The four main Pearls Before Swine Characters. From top to bottom: Rat, Zebra, Pig, Goat.
Author(s) Stephan Pastis
Current status Running
Syndicate(s) United Features Syndicate
Launch date December 30, 2001 (Orlando Sentinel)
December 31, 2001 (The Washington Post)
January 7, 2002
Genre(s) Humor

Pearls Before Swine is an American comic strip written and illustrated by Stephan Pastis, formerly a lawyer in San Francisco, California. It chronicles the daily lives of two anthropomorphic roommates, Pig and Rat. Although created in 1997, it was not published until 1999, when United Features Syndicate ran it on its website. Its popularity rose after Dilbert creator Scott Adams, a fan of the strip, spread the word to his own fans.[1]

United Features launched the strip in newspapers beginning December 31, 2001, in The Washington Post.[2] On January 7, 2002, it began running in approximately 150 papers.[citation needed] As of early 2007, the strip appears in more than 400 newspapers worldwide.[3]

Contents

[edit] Cast

Pig and Rat
Pig and Rat

Pearls Before Swine has a few central characters, supplemented by an array of minor figures. All characters are subject to death and to subsequent unexplained return.

[edit] Pig

Naïve Pig (debut: Dec. 31, 2001) is childlike and dim, but also well-meaning and kind, all of which leads to constant ridicule by Rat. Pig's jokes generally involve his incompetence and not knowing his true surroundings.
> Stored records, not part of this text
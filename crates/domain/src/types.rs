// Copyright (C) 2026 Fred Clausen
// Use of this source code is governed by an MIT-style
// license that can be found in the LICENSE file or at
// https://opensource.org/licenses/MIT.

use crate::error::DomainError;
use serde::{Deserialize, Serialize};
use std::str::FromStr;

/// Experience level of a debater.
///
/// Stored in the `Debater.experience_level` column.
#[derive(Debug, Clone, Copy, PartialEq, Eq, Hash, Serialize, Deserialize)]
pub enum DebaterExperience {
    /// First-year competitor.
    Novice,
    /// Open-division competitor.
    Varsity,
}

impl DebaterExperience {
    /// Converts this experience level to its stored string representation.
    #[must_use]
    pub const fn as_str(&self) -> &'static str {
        match self {
            Self::Novice => "Novice",
            Self::Varsity => "Varsity",
        }
    }
}

impl FromStr for DebaterExperience {
    type Err = DomainError;

    fn from_str(s: &str) -> Result<Self, Self::Err> {
        match s {
            "Novice" => Ok(Self::Novice),
            "Varsity" => Ok(Self::Varsity),
            _ => Err(DomainError::InvalidDebaterExperience(s.to_string())),
        }
    }
}

impl std::fmt::Display for DebaterExperience {
    fn fmt(&self, f: &mut std::fmt::Formatter<'_>) -> std::fmt::Result {
        write!(f, "{}", self.as_str())
    }
}

/// Experience level of a judge.
#[derive(Debug, Clone, Copy, PartialEq, Eq, Hash, Serialize, Deserialize)]
pub enum JudgeExperience {
    Novice,
    Experienced,
}

impl JudgeExperience {
    /// Converts this experience level to its stored string representation.
    #[must_use]
    pub const fn as_str(&self) -> &'static str {
        match self {
            Self::Novice => "Novice",
            Self::Experienced => "Experienced",
        }
    }
}

impl FromStr for JudgeExperience {
    type Err = DomainError;

    fn from_str(s: &str) -> Result<Self, Self::Err> {
        match s {
            "Novice" => Ok(Self::Novice),
            "Experienced" => Ok(Self::Experienced),
            _ => Err(DomainError::InvalidJudgeExperience(s.to_string())),
        }
    }
}

impl std::fmt::Display for JudgeExperience {
    fn fmt(&self, f: &mut std::fmt::Formatter<'_>) -> std::fmt::Result {
        write!(f, "{}", self.as_str())
    }
}

/// System-access role of a user.
///
/// This is unrelated to [`SpeakingRole`]: it governs what a person may do
/// in the tabulation system, not where they speak in a round.
#[derive(Debug, Clone, Copy, PartialEq, Eq, Hash, Serialize, Deserialize)]
pub enum UserRole {
    /// Runs a tournament.
    Organizer,
    /// Manages the system as a whole.
    Administrator,
    /// Adjudicates rounds.
    Judge,
}

impl UserRole {
    /// Converts this role to its stored string representation.
    #[must_use]
    pub const fn as_str(&self) -> &'static str {
        match self {
            Self::Organizer => "Organizer",
            Self::Administrator => "Administrator",
            Self::Judge => "Judge",
        }
    }
}

impl FromStr for UserRole {
    type Err = DomainError;

    fn from_str(s: &str) -> Result<Self, Self::Err> {
        match s {
            "Organizer" => Ok(Self::Organizer),
            "Administrator" => Ok(Self::Administrator),
            "Judge" => Ok(Self::Judge),
            _ => Err(DomainError::InvalidUserRole(s.to_string())),
        }
    }
}

impl std::fmt::Display for UserRole {
    fn fmt(&self, f: &mut std::fmt::Formatter<'_>) -> std::fmt::Result {
        write!(f, "{}", self.as_str())
    }
}

/// The four speaking positions of an APDA parliamentary round.
///
/// Government opens and closes the round; opposition speaks second and
/// third. These are the fixed rows of the `Role` reference table.
#[derive(Debug, Clone, Copy, PartialEq, Eq, Hash, Serialize, Deserialize)]
pub enum SpeakingRole {
    PrimeMinister,
    MemberOfGovernment,
    LeaderOfOpposition,
    MemberOfOpposition,
}

impl SpeakingRole {
    /// All speaking roles in speaking order.
    pub const ALL: [Self; 4] = [
        Self::PrimeMinister,
        Self::MemberOfGovernment,
        Self::LeaderOfOpposition,
        Self::MemberOfOpposition,
    ];

    /// Converts this role to its stored string representation.
    #[must_use]
    pub const fn as_str(&self) -> &'static str {
        match self {
            Self::PrimeMinister => "Prime Minister",
            Self::MemberOfGovernment => "Member of Government",
            Self::LeaderOfOpposition => "Leader of Opposition",
            Self::MemberOfOpposition => "Member of Opposition",
        }
    }

    /// Returns whether this role sits on the government bench.
    #[must_use]
    pub const fn is_government(&self) -> bool {
        matches!(self, Self::PrimeMinister | Self::MemberOfGovernment)
    }
}

impl FromStr for SpeakingRole {
    type Err = DomainError;

    fn from_str(s: &str) -> Result<Self, Self::Err> {
        Self::ALL
            .into_iter()
            .find(|role| role.as_str() == s)
            .ok_or_else(|| DomainError::InvalidSpeakingRole(s.to_string()))
    }
}

impl std::fmt::Display for SpeakingRole {
    fn fmt(&self, f: &mut std::fmt::Formatter<'_>) -> std::fmt::Result {
        write!(f, "{}", self.as_str())
    }
}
Pig has a hot-tempered girlfriend named Pigita. Pastis says that Pig is the easiest character to write for: "He just has to misunderstand everything that he hears, then when it's explained to him, he has to misunderstand that too."

[edit] Rat

Rat (debut: Dec. 31, 2001) is a megalomaniacal rat. He is frequently critical of the strip's style and artwork as well as the other characters in the strip and all living things. Often self-employed, most of his businesses involve either punishing or defrauding people for their ignorance, much in the same vein as Dogbert, though with a darker humor.
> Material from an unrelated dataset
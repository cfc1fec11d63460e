// Copyright (C) 2026 Fred Clausen
// Use of this source code is governed by an MIT-style
// license that can be found in the LICENSE file or at
// https://opensource.org/licenses/MIT.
Rat writes "children's books" and romance novels that are typically dark and bloody in nature, or contain bizarre twists and endings. He sometimes works as a columnist, writing often absurd and inadequate articles. Most recently employed as an antagonistic slacker barista at "Joe's Roastery", where he couldn't be fired due to his "minority status", Rat reveled in giving his customers horrible service (if they get any service at all) and insulting them. Despite his dislike for Rat, Rat's employer could do little other than attempt to minimize Rat's tirades on those he considers fair target for his opinions and wit. In March of 2007 Rat made several clones of himself, all of which had nice personalities. In an attempt to get rid of them he sent them to the crocodiles to be used as food. The cloned Rats severely beat the crocodile, escaped, and took over Rat's job at Joe's Roastery, at which point he was promptly fired.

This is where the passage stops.